[Records for this exercise]
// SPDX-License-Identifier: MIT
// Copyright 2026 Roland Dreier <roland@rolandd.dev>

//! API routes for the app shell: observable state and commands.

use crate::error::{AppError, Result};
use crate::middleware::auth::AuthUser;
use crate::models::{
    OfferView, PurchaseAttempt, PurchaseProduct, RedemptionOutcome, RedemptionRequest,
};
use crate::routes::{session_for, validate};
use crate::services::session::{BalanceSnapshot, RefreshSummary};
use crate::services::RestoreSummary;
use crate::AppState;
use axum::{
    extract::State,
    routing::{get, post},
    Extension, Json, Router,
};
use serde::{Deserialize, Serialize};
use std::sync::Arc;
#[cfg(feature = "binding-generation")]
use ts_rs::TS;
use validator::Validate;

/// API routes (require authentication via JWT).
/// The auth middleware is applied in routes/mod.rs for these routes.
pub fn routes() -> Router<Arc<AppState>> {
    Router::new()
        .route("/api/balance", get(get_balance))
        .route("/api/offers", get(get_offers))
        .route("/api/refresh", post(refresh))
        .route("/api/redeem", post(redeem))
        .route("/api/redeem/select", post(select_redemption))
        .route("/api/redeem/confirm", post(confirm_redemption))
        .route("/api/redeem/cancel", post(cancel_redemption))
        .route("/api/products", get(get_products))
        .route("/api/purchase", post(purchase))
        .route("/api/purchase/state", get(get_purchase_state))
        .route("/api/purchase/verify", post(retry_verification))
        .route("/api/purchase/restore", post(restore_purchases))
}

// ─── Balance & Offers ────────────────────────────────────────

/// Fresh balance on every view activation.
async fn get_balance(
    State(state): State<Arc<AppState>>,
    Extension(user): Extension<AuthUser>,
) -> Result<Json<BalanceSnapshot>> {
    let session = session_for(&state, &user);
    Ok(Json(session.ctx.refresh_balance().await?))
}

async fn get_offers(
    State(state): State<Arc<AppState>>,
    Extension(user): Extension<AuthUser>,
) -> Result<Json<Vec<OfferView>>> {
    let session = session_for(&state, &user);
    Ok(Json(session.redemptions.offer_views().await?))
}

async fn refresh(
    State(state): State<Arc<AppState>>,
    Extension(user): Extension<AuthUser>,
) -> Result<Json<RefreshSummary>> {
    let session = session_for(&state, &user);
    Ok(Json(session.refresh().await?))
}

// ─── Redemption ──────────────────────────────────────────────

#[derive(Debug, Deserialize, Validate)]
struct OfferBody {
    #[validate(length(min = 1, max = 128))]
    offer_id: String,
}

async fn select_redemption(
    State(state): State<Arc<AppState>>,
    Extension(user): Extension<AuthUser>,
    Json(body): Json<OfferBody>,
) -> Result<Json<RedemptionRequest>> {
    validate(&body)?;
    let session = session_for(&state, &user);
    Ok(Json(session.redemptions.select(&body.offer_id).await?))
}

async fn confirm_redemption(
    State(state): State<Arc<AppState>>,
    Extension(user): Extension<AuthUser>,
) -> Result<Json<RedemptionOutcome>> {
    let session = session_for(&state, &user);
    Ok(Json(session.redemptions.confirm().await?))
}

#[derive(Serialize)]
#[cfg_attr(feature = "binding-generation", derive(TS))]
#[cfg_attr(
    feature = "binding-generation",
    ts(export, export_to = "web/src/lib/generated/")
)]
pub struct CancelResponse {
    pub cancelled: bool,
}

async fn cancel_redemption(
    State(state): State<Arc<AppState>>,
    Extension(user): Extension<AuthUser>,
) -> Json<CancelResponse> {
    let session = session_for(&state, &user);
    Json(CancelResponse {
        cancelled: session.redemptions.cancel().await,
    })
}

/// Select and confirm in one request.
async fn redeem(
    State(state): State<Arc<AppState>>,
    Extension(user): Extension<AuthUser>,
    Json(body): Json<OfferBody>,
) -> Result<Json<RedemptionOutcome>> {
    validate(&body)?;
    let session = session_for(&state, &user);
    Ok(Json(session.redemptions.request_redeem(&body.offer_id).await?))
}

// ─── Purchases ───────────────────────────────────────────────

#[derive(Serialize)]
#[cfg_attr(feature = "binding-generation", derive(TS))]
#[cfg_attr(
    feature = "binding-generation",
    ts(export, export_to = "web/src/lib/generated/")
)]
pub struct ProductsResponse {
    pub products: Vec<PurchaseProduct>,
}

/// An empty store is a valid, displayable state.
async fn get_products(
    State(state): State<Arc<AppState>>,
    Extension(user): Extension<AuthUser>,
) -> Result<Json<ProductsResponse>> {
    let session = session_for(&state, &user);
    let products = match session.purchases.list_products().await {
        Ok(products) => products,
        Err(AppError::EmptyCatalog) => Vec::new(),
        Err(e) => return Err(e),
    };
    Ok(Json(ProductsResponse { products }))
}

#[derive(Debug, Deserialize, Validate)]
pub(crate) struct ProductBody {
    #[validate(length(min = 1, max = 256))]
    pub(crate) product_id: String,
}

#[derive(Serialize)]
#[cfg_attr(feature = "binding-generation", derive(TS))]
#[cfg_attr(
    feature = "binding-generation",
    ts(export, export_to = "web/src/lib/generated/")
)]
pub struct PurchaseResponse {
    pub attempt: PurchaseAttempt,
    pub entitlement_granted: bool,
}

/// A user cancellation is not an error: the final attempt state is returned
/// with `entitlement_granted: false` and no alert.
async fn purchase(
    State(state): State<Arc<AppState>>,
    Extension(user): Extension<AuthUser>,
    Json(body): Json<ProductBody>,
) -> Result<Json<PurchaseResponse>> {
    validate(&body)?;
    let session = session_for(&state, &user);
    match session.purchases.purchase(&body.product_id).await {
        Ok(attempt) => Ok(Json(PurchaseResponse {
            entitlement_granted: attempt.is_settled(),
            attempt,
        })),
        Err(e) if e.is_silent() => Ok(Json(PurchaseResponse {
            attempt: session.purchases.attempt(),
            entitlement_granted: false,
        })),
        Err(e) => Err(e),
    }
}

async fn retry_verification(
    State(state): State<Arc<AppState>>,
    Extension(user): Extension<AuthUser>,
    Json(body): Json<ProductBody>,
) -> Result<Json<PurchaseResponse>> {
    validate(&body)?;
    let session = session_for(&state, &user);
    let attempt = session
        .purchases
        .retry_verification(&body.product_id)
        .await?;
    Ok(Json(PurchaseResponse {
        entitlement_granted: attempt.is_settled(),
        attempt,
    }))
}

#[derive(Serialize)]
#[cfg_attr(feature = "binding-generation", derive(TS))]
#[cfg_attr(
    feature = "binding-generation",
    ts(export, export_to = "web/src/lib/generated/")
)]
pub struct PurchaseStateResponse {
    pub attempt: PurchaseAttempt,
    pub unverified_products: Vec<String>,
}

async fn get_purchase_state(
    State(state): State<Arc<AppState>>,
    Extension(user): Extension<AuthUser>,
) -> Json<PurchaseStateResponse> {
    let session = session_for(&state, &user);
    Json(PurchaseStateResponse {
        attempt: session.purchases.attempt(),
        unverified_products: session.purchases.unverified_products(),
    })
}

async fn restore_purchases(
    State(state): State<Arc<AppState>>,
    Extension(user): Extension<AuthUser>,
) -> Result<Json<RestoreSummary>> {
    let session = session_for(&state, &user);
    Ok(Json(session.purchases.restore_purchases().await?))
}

[What the exercise asks] Go over the data and return every line that includes the word "false".

[Completed task]
/// with `entitlement_granted: false` and no alert.
            entitlement_granted: false,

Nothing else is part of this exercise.